Il a pour objet - pour la première fois, et de façon novatrice, je le souligne
- d'étendre la responsabilité sociale des organes dirigeants des entreprises
aux conséquences de leurs décisions sur les salariés et sur les territoires où
ils agissent.
Ainsi, avant de décider d'un projet de restructuration, les dirigeants devront
donner une fiche d'impact social et territorial destinée à éclairer leurs
choix. Ce n'est pas une disposition de pure forme, au contraire, puisque
l'absence de cette fiche pourra entacher la décision d'irrégularité.
Cet amendement touche donc aux règles de gouvernance des entreprises. Il
importe que tous les membres des conseils d'administration et des conseils de
surveillance connaissent la portée de leurs décisions. Il n'y a pas de solution
ou de voie unique. La contradiction entre les points de vue pourra ainsi
s'exprimer.
L'impact social ne se réduira pas aux emplois. Il porte aussi sur l'image à
l'égard des clients et des consommateurs. C'est donc l'ensemble de ces points
de vue que la fiche d'impact social et territorial pourra apprécier.
En outre, il s'agit d'un élément fondamental qui permettra aux représentants
des salariés de discuter précisément du bien-fondé des projets de
restructuration envisagés par les dirigeants des entreprises.
M. le président.
Quel est l'avis de la commission ?
M. Alain Gournac,
rapporteur.
La commission a examiné avec attention cet amendement, qui
instaure une étude d'impact social et territorial consécutive à un projet de
cessation d'activité d'une entreprise employant plus de cent salariés.
Cette disposition présuppose que les dirigeants d'une entreprise ne prennent
pas en compte les conséquences sociales et locales dans leurs décisions, ce qui
reste encore à démontrer. On ne saurait faire un cas général des annonces
récentes concernant plusieurs plans sociaux.
De plus, cette disposition, dont le contenu est assez flou, semble
particulièrement difficile à appliquer et d'une utilité douteuse.
En outre, je n'ai pas bien compris quel était le délai imparti pour
l'élaboration du rapport.
En conclusion, la commission est défavorable à l'amendement n° 412.
M. le président.
Je vais mettre aux voix l'amendement n° 412.
Mme Marie-Madeleine Dieulangard.
Je demande la parole pour explication de vote.
M. le président.
La parole est à Mme Dieulangard.
Mme Marie-Madeleine Dieulangard.
Cet amendement est particulièrement intéressant par la richesse de ses
implications. On voit bien l'intention initiale, qui est double et qui fait
qu'il trouve sa place dans la partie du projet de loi consacrée à la prévention
des licenciements. Il s'agit à la fois de s'assurer que les organes dirigeants
de l'entreprise ont bien pris toute la mesure des conséquences sociales de la
cessation d'activité d'un établissement ou d'une entité économique autonome et
de réduire les dégâts que provoque cette décision.

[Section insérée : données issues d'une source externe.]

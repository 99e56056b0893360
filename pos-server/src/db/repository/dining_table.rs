//! Dining Table Repository

use super::{RepoError, RepoResult};
use shared::models::{DiningTable, DiningTableCreate, DiningTableUpdate, TableStatus};
use sqlx::SqlitePool;

const COLS: &str = "id, name, status, capacity, area, current_order_id, sort_order";

pub async fn find_all(pool: &SqlitePool) -> RepoResult<Vec<DiningTable>> {
    let rows = sqlx::query_as::<_, DiningTable>(&format!(
        "SELECT {COLS} FROM dining_tables ORDER BY sort_order, name"
    ))
    .fetch_all(pool)
    .await?;
    Ok(rows)
}

pub async fn find_by_id(pool: &SqlitePool, id: &str) -> RepoResult<Option<DiningTable>> {
    let row = sqlx::query_as::<_, DiningTable>(&format!(
        "SELECT {COLS} FROM dining_tables WHERE id = ?"
    ))
    .bind(id)
    .fetch_optional(pool)
    .await?;
    Ok(row)
}

pub async fn create(pool: &SqlitePool, data: DiningTableCreate) -> RepoResult<DiningTable> {
    if data.capacity <= 0 {
        return Err(RepoError::Validation("capacity must be positive".into()));
    }

    let id = shared::util::new_id();
    let now = chrono::Utc::now().to_rfc3339();

    sqlx::query(
        "INSERT INTO dining_tables (id, name, status, capacity, area, sort_order, created_at) VALUES (?1, ?2, ?3, ?4, ?5, ?6, ?7)",
    )
    .bind(&id)
    .bind(&data.name)
    .bind(data.status.unwrap_or(TableStatus::Available))
    .bind(data.capacity)
    .bind(&data.area)
    .bind(data.sort_order.unwrap_or(0))
    .bind(&now)
    .execute(pool)
    .await?;

    find_by_id(pool, &id)
        .await?
        .ok_or_else(|| RepoError::Database("Failed to create table".into()))
}

pub async fn update(pool: &SqlitePool, id: &str, data: DiningTableUpdate) -> RepoResult<DiningTable> {
    if let Some(capacity) = data.capacity
        && capacity <= 0
    {
        return Err(RepoError::Validation("capacity must be positive".into()));
    }

    let result = sqlx::query(
        "UPDATE dining_tables SET name = COALESCE(?1, name), capacity = COALESCE(?2, capacity), area = COALESCE(?3, area), current_order_id = COALESCE(?4, current_order_id), sort_order = COALESCE(?5, sort_order) WHERE id = ?6",
    )
    .bind(&data.name)
    .bind(data.capacity)
    .bind(&data.area)
    .bind(&data.current_order_id)
    .bind(data.sort_order)
    .bind(id)
    .execute(pool)
    .await?;

    if result.rows_affected() == 0 {
        return Err(RepoError::NotFound(format!("Table {id}")));
    }

    find_by_id(pool, id)
        .await?
        .ok_or_else(|| RepoError::NotFound(format!("Table {id}")))
}

/// 状态流转 (PATCH /api/tables/{id}/status)
///
/// 回到 AVAILABLE 时一并清掉 current_order_id。
pub async fn set_status(
    pool: &SqlitePool,
    id: &str,
    status: TableStatus,
) -> RepoResult<DiningTable> {
    let result = if status == TableStatus::Available {
        sqlx::query("UPDATE dining_tables SET status = ?1, current_order_id = NULL WHERE id = ?2")
            .bind(status)
            .bind(id)
            .execute(pool)
            .await?
    } else {
        sqlx::query("UPDATE dining_tables SET status = ?1 WHERE id = ?2")
            .bind(status)
            .bind(id)
            .execute(pool)
            .await?
    };

    if result.rows_affected() == 0 {
        return Err(RepoError::NotFound(format!("Table {id}")));
    }

    find_by_id(pool, id)
        .await?
        .ok_or_else(|| RepoError::NotFound(format!("Table {id}")))
}

pub async fn delete(pool: &SqlitePool, id: &str) -> RepoResult<()> {
    let table = find_by_id(pool, id)
        .await?
        .ok_or_else(|| RepoError::NotFound(format!("Table {id}")))?;

    // 占用中的桌台不可删除
    if table.status != TableStatus::Available {
        return Err(RepoError::BusinessRule(format!(
            "Table {} is {}, clear it first",
            table.name,
            table.status.as_str()
        )));
    }

    sqlx::query("DELETE FROM dining_tables WHERE id = ?")
        .bind(id)
        .execute(pool)
        .await?;
    Ok(())
}
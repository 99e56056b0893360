//! Unified Result Types

use crate::AppError;

/// Application-level Result type
///
/// Used in HTTP handlers and application logic
pub type AppResult<T> = Result<T, AppError>;
//! Client-related types shared between server and client
//!
//! Common request/response types used in API communication.
//! These types are shared between pos-server and pos-client.

use serde::{Deserialize, Serialize};
use validator::Validate;

use crate::models::{OrderStatus, StockLogType, TableStatus, UserRole};

// =============================================================================
// Auth API DTOs
// =============================================================================

/// Login request
#[derive(Debug, Clone, Serialize, Deserialize)]
pub struct LoginRequest {
    pub username: String,
    pub password: String,
}

/// Login response data
#[derive(Debug, Clone, Serialize, Deserialize)]
pub struct LoginResponse {
    pub access_token: String,
    pub refresh_token: String,
    pub token_type: String,
    pub user: AuthUser,
}

/// Authenticated user information
#[derive(Debug, Clone, Serialize, Deserialize)]
pub struct AuthUser {
    pub id: String,
    pub username: String,
    pub name: String,
    pub role: UserRole,
    #[serde(default)]
    pub permissions: Vec<String>,
    pub avatar: Option<String>,
}

/// Register request
#[derive(Debug, Clone, Serialize, Deserialize, Validate)]
pub struct RegisterRequest {
    #[validate(length(min = 1, message = "username is required"))]
    pub username: String,
    #[validate(length(min = 6, message = "password must be at least 6 characters"))]
    pub password: String,
    pub name: String,
    pub phone: Option<String>,
    pub role: Option<UserRole>,
}

/// Register response
#[derive(Debug, Clone, Serialize, Deserialize)]
pub struct RegisterResponse {
    pub id: String,
    pub username: String,
}

/// Refresh token request
#[derive(Debug, Clone, Serialize, Deserialize)]
pub struct RefreshRequest {
    pub refresh_token: String,
}

/// Refresh token response
#[derive(Debug, Clone, Serialize, Deserialize)]
pub struct RefreshResponse {
    pub access_token: String,
}

/// Change password request
#[derive(Debug, Clone, Serialize, Deserialize, Validate)]
#[serde(rename_all = "camelCase")]
pub struct ChangePasswordRequest {
    pub old_password: String,
    #[validate(length(min = 6, message = "new password must be at least 6 characters"))]
    pub new_password: String,
}

/// Generic message response
#[derive(Debug, Clone, Serialize, Deserialize)]
pub struct MessageResponse {
    pub message: String,
}

/// Generic ok response (delete endpoints)
#[derive(Debug, Clone, Serialize, Deserialize)]
pub struct OkResponse {
    pub ok: bool,
}

// =============================================================================
// Mutation DTOs
// =============================================================================

/// Stock adjustment request (POST /api/products/{id}/stock)
#[derive(Debug, Clone, Serialize, Deserialize)]
pub struct StockAdjustRequest {
    pub delta: i32,
    #[serde(rename = "type")]
    pub log_type: StockLogType,
    pub note: Option<String>,
}

/// Table status transition request
#[derive(Debug, Clone, Serialize, Deserialize)]
pub struct TableStatusRequest {
    pub status: TableStatus,
}

/// Order status transition request
#[derive(Debug, Clone, Serialize, Deserialize)]
pub struct OrderStatusRequest {
    pub status: OrderStatus,
}

/// Member balance top-up request
#[derive(Debug, Clone, Serialize, Deserialize)]
pub struct BalanceRequest {
    pub amount: f64,
}

/// Member points grant request
#[derive(Debug, Clone, Serialize, Deserialize)]
pub struct PointsRequest {
    pub points: i32,
}

// =============================================================================
// Inventory / Analytics DTOs
// =============================================================================

/// Aggregate value of on-shelf inventory
#[derive(Debug, Clone, Serialize, Deserialize)]
#[serde(rename_all = "camelCase")]
pub struct StockValue {
    pub total_value: f64,
    pub total_cost: f64,
    pub item_count: i64,
}

/// One daily sales bucket
#[derive(Debug, Clone, Serialize, Deserialize)]
pub struct SalesSummary {
    pub date: String,
    pub orders: i64,
    pub gross: f64,
    pub profit: f64,
}

/// Today-vs-yesterday delta block
#[derive(Debug, Clone, Serialize, Deserialize)]
pub struct DayComparison {
    pub revenue: f64,
    pub orders: i64,
    pub profit: f64,
}

/// Dashboard headline figures
#[derive(Debug, Clone, Serialize, Deserialize)]
#[serde(rename_all = "camelCase")]
pub struct DashboardStats {
    pub today_revenue: f64,
    pub today_orders: i64,
    pub today_profit: f64,
    pub average_order_value: f64,
    pub compared_to_yesterday: DayComparison,
}

/// Best-selling product row
#[derive(Debug, Clone, Serialize, Deserialize)]
#[serde(rename_all = "camelCase")]
pub struct TopProduct {
    pub product_id: String,
    pub name: String,
    pub quantity: i64,
    pub revenue: f64,
}

/// Per-category sales row
#[derive(Debug, Clone, Serialize, Deserialize)]
#[serde(rename_all = "camelCase")]
pub struct CategorySales {
    pub category_id: String,
    pub name: String,
    pub revenue: f64,
    pub orders: i64,
}

// =============================================================================
// AI proxy DTOs
// =============================================================================

/// Business insight request — raw JSON blobs the dashboard already holds
#[derive(Debug, Clone, Serialize, Deserialize)]
#[serde(rename_all = "camelCase")]
pub struct InsightRequest {
    pub sales_data: serde_json::Value,
    #[serde(default)]
    pub recent_orders: Vec<serde_json::Value>,
}

/// Business insight response
#[derive(Debug, Clone, Serialize, Deserialize)]
pub struct InsightResponse {
    pub insight: String,
}

/// Product description request
#[derive(Debug, Clone, Serialize, Deserialize)]
#[serde(rename_all = "camelCase")]
pub struct ProductDescriptionRequest {
    pub product_name: String,
}

/// Product description response
#[derive(Debug, Clone, Serialize, Deserialize)]
pub struct DescriptionResponse {
    pub description: String,
}

/// AI service availability
#[derive(Debug, Clone, Serialize, Deserialize)]
pub struct AiStatus {
    pub available: bool,
    pub provider: Option<String>,
}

Au-delà de la démarche de protection des salariés, qu'il faut souligner, il
s'agit de responsabiliser l'employeur aux conséquences extérieures à
l'entreprise, l'exercice de cette responsabilité devant aboutir à soutenir non
seulement les salariés, mais également leur univers social et territorial, ce
qui est très important.
On ne peut pas admettre que soit prise de façon isolée une décision de
cessation d'activité dès lors que celle-ci, de par la taille de
l'établissement, peut avoir des effets désastreux, au-delà de la situation
individuelle des salariés. Il faut que soit pris en compte un contexte
économique plus large. Les mérites des entreprises ne viennent pas que
d'elles-mêmes ; ils tiennent aussi à la qualité de leur environnement social et
territorial, qu'elles ne doivent pas dégrader.
Concernant l'impact social et territorial, il faut veiller à ce que soient
maintenues des compétences sur les sites et autour de ceux-ci afin qu'ils
restent attractifs et soient réindustrialisés.
De même, il faut que soit prise en compte la nécessité de maintenir un marché
de consommation afin que les licenciements de plus de 100 salariés ne se
traduisent pas par une désertification qui entraînerait des fermetures d'autres
activités et qui aggraverait les inégalités sociales et territoriales.
A cet égard, il faut non seulement prendre en compte l'échelle locale, mais
aussi se projeter au niveau européen. L'Europe peut être forte et, pour être
porteuse de croissance et de développement durable, elle doit pouvoir
fonctionner sur des réseaux internes de compétences les plus complets possibles
et sur une plus grande homogénéité de la répartition des richesses.
Cet amendement aura des effets très intéressants. Ainsi, les dirigeants qui
voudront faire cesser une activité devront inverser l'analyse qui les a
conduits lorsqu'ils ont pris la décision de la créer.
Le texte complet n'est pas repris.